* What is being asked:
The only thing to report is how many lines of the data contain the word "ParameterValuePairs".

Task input: Begin

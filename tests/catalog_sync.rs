mod common;

use common::{lab, titration_catalog};
use serde_json::json;

use labflow::model::{DataType, TypedValue};
use labflow::station::{Method, MockReply};
use labflow::store::ParameterScope;
use labflow::LabError;

#[tokio::test]
async fn test_sync_imports_routine_with_ordered_parameters() {
    let lab = lab().await;
    let names = lab
        .service
        .catalog()
        .parameter_names(lab.routine, ParameterScope::All)
        .unwrap();
    assert_eq!(names, vec!["temp", "base_name"]);
    assert_eq!(lab.params[0].data_type, DataType::Float);
    assert_eq!(lab.params[0].unit, "C");
    assert_eq!(lab.params[1].data_type, DataType::Str);
    assert!(lab.params[1].is_static);
    assert_eq!(lab.params[1].default_value, TypedValue::Str("NaOH".into()));

    let request = &lab.mock.requests_to("get_experiment_types")[0];
    assert_eq!(request.method, Method::Get);
    assert!(request.credential.is_some());
}

#[tokio::test]
async fn test_resync_skips_known_and_adds_new_routines() {
    let lab = lab().await;
    let mut catalog = titration_catalog();
    catalog["Mixing"] = json!({"parameters": {"speed": ["int", "rpm"]}});
    lab.mock
        .push(Method::Get, "get_experiment_types", MockReply::json(catalog));

    let report = lab
        .service
        .sync_routines(&lab.owner, lab.station)
        .await
        .unwrap();
    assert_eq!(report.skipped, vec!["Titration".to_string()]);
    assert_eq!(report.created.len(), 1);
    assert_eq!(report.created[0].1, "Mixing");

    // The existing routine kept its static flag and default.
    let params = lab
        .service
        .catalog()
        .parameters(lab.routine, ParameterScope::DynamicOnly)
        .unwrap();
    assert_eq!(params.len(), 1);
    assert_eq!(
        lab.service.registry().routine_names(lab.station).unwrap(),
        vec!["Titration", "Mixing"]
    );
}

#[tokio::test]
async fn test_sync_failures_are_remote_errors() {
    let lab = lab().await;
    lab.mock.push(
        Method::Get,
        "get_experiment_types",
        MockReply::status(401, "bad key"),
    );
    let err = lab
        .service
        .sync_routines(&lab.owner, lab.station)
        .await
        .unwrap_err();
    assert!(err.is_remote());
    assert_eq!(err.status_code(), 502);

    lab.mock.push(
        Method::Get,
        "get_experiment_types",
        MockReply::status(200, "<html>"),
    );
    let err = lab
        .service
        .sync_routines(&lab.owner, lab.station)
        .await
        .unwrap_err();
    assert!(matches!(err, LabError::RemoteProtocol { .. }));
}

#[tokio::test]
async fn test_sync_registers_routine_with_null_parameters() {
    let lab = lab().await;
    lab.mock.push(
        Method::Get,
        "get_experiment_types",
        MockReply::json(json!({
            "Idle": {"parameters": null},
            "Mixing": {"parameters": {"speed": ["int", "rpm"]}}
        })),
    );

    let report = lab
        .service
        .sync_routines(&lab.owner, lab.station)
        .await
        .unwrap();
    let created: Vec<&str> = report.created.iter().map(|(_, n)| n.as_str()).collect();
    assert_eq!(created, vec!["Idle", "Mixing"]);

    let idle = report.created[0].0;
    assert!(lab
        .service
        .catalog()
        .parameters(idle, ParameterScope::All)
        .unwrap()
        .is_empty());
    assert_eq!(
        lab.service.registry().routine_names(lab.station).unwrap(),
        vec!["Titration", "Idle", "Mixing"]
    );
}
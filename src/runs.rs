//! Runs and their per-parameter values.
//!
//! A run carries exactly one value per dynamic parameter of its stage's
//! routine. Static parameters are never stored per run; readers substitute the
//! catalog default.

use std::collections::HashSet;
use std::sync::Arc;

use tracing::{debug, info};

use crate::error::{AppResult, LabError};
use crate::model::{
    ParameterId, Run, RunId, RunStatus, StageId, TypedValue, Value, ValueId,
};
use crate::store::{ParameterScope, Store, Tables};

/// `(parameter name, value)` pairs of a run in routine order.
pub type ParameterValuePairs = Vec<(String, TypedValue)>;

/// Collect a run's pairs from locked tables.
///
/// Static parameters report their default. A dynamic parameter without a
/// stored value is left out.
pub(crate) fn collect_pairs(
    t: &Tables,
    run_id: RunId,
    scope: ParameterScope,
) -> AppResult<ParameterValuePairs> {
    let run = t.run(run_id)?;
    let routine = t.stage_routine(run.stage_id)?;
    let mut pairs = Vec::new();
    for param in t.routine_parameters(routine.id, scope)? {
        if param.is_static {
            pairs.push((param.name.clone(), param.default_value.clone()));
        } else if let Some(value) = t.find_value(run_id, param.id) {
            pairs.push((param.name.clone(), value.value.clone()));
        }
    }
    Ok(pairs)
}

/// Check that `parameter_id` belongs to the routine of `stage_id`.
pub(crate) fn ensure_stage_parameter(
    t: &Tables,
    stage_id: StageId,
    parameter_id: ParameterId,
) -> AppResult<()> {
    let routine = t.stage_routine(stage_id)?;
    if routine.parameter_ids.contains(&parameter_id) {
        Ok(())
    } else {
        Err(LabError::validation(format!(
            "Parameter {parameter_id} is not part of routine '{}'",
            routine.name
        )))
    }
}

pub(crate) fn insert_run(t: &mut Tables, stage_id: StageId) -> Run {
    let id = RunId(t.allocate_id());
    let run = Run {
        id,
        stage_id,
        status: RunStatus::Pending,
    };
    t.runs.insert(id, run.clone());
    run
}

pub(crate) fn insert_value(
    t: &mut Tables,
    run_id: RunId,
    parameter_id: ParameterId,
    value: TypedValue,
) -> Value {
    let id = ValueId(t.allocate_id());
    let row = Value {
        id,
        run_id,
        parameter_id,
        value,
    };
    t.insert_value(row.clone());
    row
}

/// Cast `raw` for a parameter, naming the parameter in the error.
pub(crate) fn cast_for(t: &Tables, parameter_id: ParameterId, raw: &str) -> AppResult<TypedValue> {
    let param = t.parameter(parameter_id)?;
    TypedValue::cast(param.data_type, raw)
        .map_err(|e| LabError::validation(format!("Parameter {}: {e}", param.name)))
}

#[derive(Debug, Clone)]
pub struct RunStore {
    store: Arc<Store>,
}

impl RunStore {
    pub fn new(store: Arc<Store>) -> Self {
        Self { store }
    }

    pub fn add_run(&self, stage_id: StageId) -> AppResult<Run> {
        self.store.write(|t| {
            t.stage(stage_id)?;
            Ok(insert_run(t, stage_id))
        })
    }

    /// Create a run together with its values.
    ///
    /// `raw_values` must cover every dynamic parameter of the stage's routine
    /// exactly once and nothing else. Nothing is written if a value is
    /// missing, fails to cast, or names a static or foreign parameter.
    pub fn add_run_with_values(
        &self,
        stage_id: StageId,
        raw_values: &[(ParameterId, String)],
    ) -> AppResult<(Run, Vec<Value>)> {
        let (run, values) = self.store.write(|t| {
            t.stage(stage_id)?;
            let mut seen = HashSet::new();
            let mut planned = Vec::with_capacity(raw_values.len());
            for (pid, raw) in raw_values {
                ensure_stage_parameter(t, stage_id, *pid)?;
                if !seen.insert(*pid) {
                    return Err(LabError::validation(format!(
                        "Parameter {pid} supplied twice"
                    )));
                }
                let param = t.parameter(*pid)?;
                if param.is_static {
                    return Err(LabError::validation(format!(
                        "The parameter {} is static and takes its default value.",
                        param.name
                    )));
                }
                planned.push((*pid, cast_for(t, *pid, raw)?));
            }
            let routine_id = t.stage_routine(stage_id)?.id;
            if let Some(missing) = t
                .routine_parameters(routine_id, ParameterScope::DynamicOnly)?
                .into_iter()
                .find(|p| !seen.contains(&p.id))
            {
                return Err(LabError::validation(format!(
                    "The parameter {} is missing a value.",
                    missing.name
                )));
            }

            let run = insert_run(t, stage_id);
            let values = planned
                .into_iter()
                .map(|(pid, value)| insert_value(t, run.id, pid, value))
                .collect::<Vec<_>>();
            Ok((run, values))
        })?;
        info!(run = %run.id, stage = %stage_id, values = values.len(), "run added");
        Ok((run, values))
    }

    /// Store the first value of a parameter for a run.
    pub fn add_value(&self, parameter_id: ParameterId, raw: &str, run_id: RunId) -> AppResult<Value> {
        self.store.write(|t| {
            let stage_id = t.run(run_id)?.stage_id;
            ensure_stage_parameter(t, stage_id, parameter_id)?;
            if t.find_value(run_id, parameter_id).is_some() {
                return Err(LabError::validation(format!(
                    "Run {run_id} already has a value for parameter {parameter_id}"
                )));
            }
            let value = cast_for(t, parameter_id, raw)?;
            Ok(insert_value(t, run_id, parameter_id, value))
        })
    }

    /// Replace a stored value in place.
    pub fn update_value(&self, value_id: ValueId, raw: &str) -> AppResult<Value> {
        self.store.write(|t| {
            let parameter_id = t.value(value_id)?.parameter_id;
            let cast = cast_for(t, parameter_id, raw)?;
            let row = t.value_mut(value_id)?;
            row.value = cast;
            debug!(value = %value_id, "value updated");
            Ok(row.clone())
        })
    }

    pub fn value(&self, run_id: RunId, parameter_id: ParameterId) -> AppResult<Option<Value>> {
        self.store.read(|t| Ok(t.find_value(run_id, parameter_id).cloned()))
    }

    pub fn run(&self, run_id: RunId) -> AppResult<Run> {
        self.store.read(|t| t.run(run_id).cloned())
    }

    pub fn runs_in_stage(&self, stage_id: StageId) -> AppResult<Vec<Run>> {
        self.store.read(|t| {
            t.stage(stage_id)?;
            Ok(t.stage_runs(stage_id).into_iter().cloned().collect())
        })
    }

    pub fn parameter_value_pairs(&self, run_id: RunId, scope: ParameterScope) -> AppResult<ParameterValuePairs> {
        self.store.read(|t| collect_pairs(t, run_id, scope))
    }

    pub fn set_status(&self, run_id: RunId, status: RunStatus) -> AppResult<()> {
        self.store.write(|t| {
            t.run_mut(run_id)?.status = status;
            Ok(())
        })
    }

    /// Delete a run and its values.
    pub fn delete_run(&self, run_id: RunId) -> AppResult<()> {
        let removed = self.store.write(|t| t.remove_run(run_id))?;
        info!(run = %run_id, values = removed, "run deleted");
        Ok(())
    }
}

Task input: End

* Output:
3